Currently, Pakistan has two main operating international sea ports: Karachi Port and Port Qasim. Their expansion programs are unlikely to keep pace with the expected growth in future, resulting in a utter need for a third port to fill the gap. Particularly, Karachi Port has serious physical limitations and will not be able to flourish at the same speed as the national growth in demand over the coming years. These restrictions arises mainly from its location, which is inside the city of Karachi itself.

Whereas Port Qasim, although having a large physical space for expansion, but its possible speed of development is obstruct by its upstream location, which is more than 40 km far from the open sea, resulting in long turnabout times for arriving ships. This is not a difficulty for cargoes that are located close to the port, but it carries cost disadvantages for cargoes that have extractions and destinations elsewhere.

Against this background, it was deemed timely to construct and inaugurate a third deep-sea port for Pakistan so as to ensure that national development is not hampered by a lack of national port capacity in the future. Analyzing the expected rapid growth in demand for port capacity, it is important to continue expanding the capacity of Gwadar port over the coming decades. With co-operation with China, Once completed, the port, which is closed to the Strait of Hormuz (a key shipping lane that serves as a gateway for two-third of the world’s traded oil) is seen to be an initiatory of energy and trade corridor from the Gulf, across all over Pakistan to western China, and could serve as possible Chinese naval base in the Arabian Sea.

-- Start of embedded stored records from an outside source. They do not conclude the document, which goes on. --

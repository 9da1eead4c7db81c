//! Integration tests for cycle-safe reference resolution.
//!
//! A collection's stored references may point at the collection itself, at
//! records later in the same collection, or around a loop through other
//! collections. Resolution must terminate, resolve every reference exactly
//! once, and leave every relation pointing at the right slot.

use tessera_engine::{EventReader, EventStore, EventWriter, MemoryReader, MemoryWriter, StoreConfig};
use tessera_foundation::ObjectId;
use tessera_storage::{CollectionOps, Record};

use crate::fixtures::{registry, Cluster, ClusterData, Hit, HitData, Track, TrackData};

/// Runs one produced event through the memory backend and hands back a
/// reading store.
fn round_trip(produce: impl FnOnce(&EventStore), names: &[&str]) -> EventStore {
    let store = EventStore::new(registry());
    produce(&store);

    let mut writer = MemoryWriter::new();
    for name in names {
        writer.register_for_write(name);
    }
    writer.write_event(&store).unwrap();

    let mut reader = MemoryReader::new(writer.into_archive(), registry());
    reader.open("in-memory").unwrap();
    EventStore::with_reader(registry(), Box::new(reader), StoreConfig::default())
}

#[test]
fn a_two_record_cycle_resolves_to_live_handles() {
    let store = round_trip(
        |store| {
            let clusters = store.register::<Cluster>("clusters").unwrap();
            let a = clusters.borrow_mut().create_with(ClusterData { energy: 1.0 });
            let b = clusters.borrow_mut().create_with(ClusterData { energy: 2.0 });
            a.set_relation("seed", &b).unwrap();
            b.set_relation("seed", &a).unwrap();
        },
        &["clusters"],
    );

    let clusters = store.get::<Cluster>("clusters").unwrap();
    let a = clusters.borrow().at(0).unwrap();
    let b = clusters.borrow().at(1).unwrap();

    let a_seed = a.relation("seed").unwrap();
    let b_seed = b.relation("seed").unwrap();
    assert_eq!(a_seed.object_id(), b.id());
    assert_eq!(b_seed.object_id(), a.id());

    // The handles are live, not just ids.
    let b_through_a: Record<Cluster> = a_seed.downcast().unwrap();
    assert_eq!(b_through_a.payload().energy, 2.0);
}

#[test]
fn a_self_reference_resolves_to_its_own_record() {
    let store = round_trip(
        |store| {
            let clusters = store.register::<Cluster>("clusters").unwrap();
            let only = clusters.borrow_mut().create_with(ClusterData { energy: 5.0 });
            only.set_relation("seed", &only).unwrap();
        },
        &["clusters"],
    );

    let clusters = store.get::<Cluster>("clusters").unwrap();
    let only = clusters.borrow().at(0).unwrap();
    let seed = only.relation("seed").unwrap();

    assert_eq!(seed.object_id(), only.id());
    assert_eq!(seed.downcast::<Cluster>().unwrap().payload().energy, 5.0);
}

#[test]
fn a_cross_collection_cycle_terminates() {
    let store = round_trip(
        |store| {
            let clusters = store.register::<Cluster>("clusters").unwrap();
            let tracks = store.register::<Track>("tracks").unwrap();

            let cluster = clusters.borrow_mut().create_with(ClusterData { energy: 3.0 });
            let track = tracks.borrow_mut().create_with(TrackData { momentum: 7.0 });

            cluster.set_relation("track", &track).unwrap();
            track.set_relation("cluster", &cluster).unwrap();
        },
        &["clusters", "tracks"],
    );

    // Retrieving either side resolves the loop; start from the tracks.
    let tracks = store.get::<Track>("tracks").unwrap();
    let track = tracks.borrow().at(0).unwrap();
    let cluster = track.relation("cluster").unwrap().downcast::<Cluster>().unwrap();
    assert_eq!(cluster.payload().energy, 3.0);

    let back = cluster.relation("track").unwrap();
    assert_eq!(back.object_id(), track.id());
    assert_eq!(back.downcast::<Track>().unwrap().payload().momentum, 7.0);
}

#[test]
fn chains_resolve_across_three_collections() {
    let store = round_trip(
        |store| {
            let hits = store.register::<Hit>("hits").unwrap();
            let clusters = store.register::<Cluster>("clusters").unwrap();
            let tracks = store.register::<Track>("tracks").unwrap();

            let h0 = hits.borrow_mut().create_with(HitData {
                cell: 11,
                charge: 0.5,
            });
            let h1 = hits.borrow_mut().create_with(HitData {
                cell: 12,
                charge: 1.5,
            });
            let cluster = clusters.borrow_mut().create_with(ClusterData { energy: 2.0 });
            cluster.add_relation("hits", &h0).unwrap();
            cluster.add_relation("hits", &h1).unwrap();

            let track = tracks.borrow_mut().create_with(TrackData { momentum: 9.0 });
            track.set_relation("cluster", &cluster).unwrap();
        },
        &["hits", "clusters", "tracks"],
    );

    // A single get pulls the whole chain in.
    let tracks = store.get::<Track>("tracks").unwrap();
    let track = tracks.borrow().at(0).unwrap();
    let cluster = track.relation("cluster").unwrap().downcast::<Cluster>().unwrap();

    let hits = cluster.relations("hits");
    assert_eq!(hits.len(), 2);
    assert_eq!(
        hits[0].downcast::<Hit>().unwrap().payload().cell,
        11
    );
    assert_eq!(
        hits[1].downcast::<Hit>().unwrap().payload().cell,
        12
    );
}

#[test]
fn every_collection_is_resolved_at_most_once_per_event() {
    // Two distinct paths lead to the hits: directly and through the
    // clusters. The second path must hit the cache, not re-resolve.
    let store = round_trip(
        |store| {
            let hits = store.register::<Hit>("hits").unwrap();
            let clusters = store.register::<Cluster>("clusters").unwrap();
            let h = hits.borrow_mut().create();
            let c = clusters.borrow_mut().create();
            c.add_relation("hits", &h).unwrap();
        },
        &["hits", "clusters"],
    );

    let direct = store.get_any("hits").unwrap();
    let clusters = store.get::<Cluster>("clusters").unwrap();
    let through_cluster = clusters.borrow().at(0).unwrap().relations("hits");

    // Same collection cell both ways: the relation target lives in the
    // already-loaded collection.
    assert_eq!(
        through_cluster[0].object_id().collection_id,
        direct.borrow().collection_id()
    );
    assert!(std::rc::Rc::ptr_eq(&direct, &store.get_any("hits").unwrap()));
}

#[test]
fn unresolvable_references_are_lenient_by_default() {
    // Persist only the clusters; their hit references point into a
    // collection the reading side never receives.
    let store = round_trip(
        |store| {
            let hits = store.register::<Hit>("hits").unwrap();
            let clusters = store.register::<Cluster>("clusters").unwrap();
            let h = hits.borrow_mut().create();
            let c = clusters.borrow_mut().create();
            c.add_relation("hits", &h).unwrap();
        },
        &["clusters"],
    );

    let clusters = store.get::<Cluster>("clusters").unwrap();
    let cluster = clusters.borrow().at(0).unwrap();

    // The relation stays observable as unresolved: the stored id is kept,
    // no live handle is produced.
    assert!(cluster.relations("hits").is_empty());
    assert_eq!(cluster.relation_ids("hits"), vec![ObjectId::new(0, 1)]);
}

#[test]
fn strict_resolution_escalates_to_an_error() {
    let producer = EventStore::new(registry());
    let hits = producer.register::<Hit>("hits").unwrap();
    let clusters = producer.register::<Cluster>("clusters").unwrap();
    let h = hits.borrow_mut().create();
    let c = clusters.borrow_mut().create();
    c.add_relation("hits", &h).unwrap();

    let mut writer = MemoryWriter::new();
    writer.register_for_write("clusters");
    writer.write_event(&producer).unwrap();

    let mut reader = MemoryReader::new(writer.into_archive(), registry());
    reader.open("in-memory").unwrap();
    let store = EventStore::with_reader(
        registry(),
        Box::new(reader),
        StoreConfig::new().with_strict_resolution(true),
    );

    let err = store.try_get("clusters").unwrap_err();
    assert!(matches!(
        err,
        tessera_foundation::Error::UnresolvableReference(id) if id == ObjectId::new(0, 1)
    ));
}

The entire Gwadar project has been handed over to a Chinese company named “kingdom construction” with all the port’s mobile and immobile, afloat and ashore assets, framework, groundwork and systems. There will be freedom on import duties and sales tax on all imports for materials, machinery, extension and running of port for 40 years.

There will be immunity from corporate income tax, stamp duties, duties on loans acquired, sales tax, all provincial and local taxes and levies for 20 years.

Another delegation of senior Chinese officials visited Gwadar with an offer of setting up a steel mill there. It was pointed out that Chinese government has planned to build an international airport in Gwadar and a power generation plant, along with other facilities like expos, hotels and restaurants.

Last year, just 2.99 million metric tons of business was managed through Gwadar port as compared to 64.57 million metric tons from Karachi port and 41.44 million metric tons from Port Qasim. Gwadar port is expected to become functional by May this year.

The following year, Kazakhstan Chamber of Commerce and Industry indicate their interest to set up wheat grain silos at the Gwadar port.

Indeed Gwadar is one of the biggest project of Pakistan’s history which will create jobs opportunity and solve power issues as well as strengthens economy of the country.

Worriedly India as counter to China’s presence in the region, declared that it will reform Iran’s critical Chabahar port that provides a passage route to land-locked Afghanistan. The port, which is enclosed by a free trade zone, is decisive particularly since Pakistan does not allow any transit operation from India to Afghanistan. Remember, Chabahar port is just 76 kilometers away from the Gwadar port.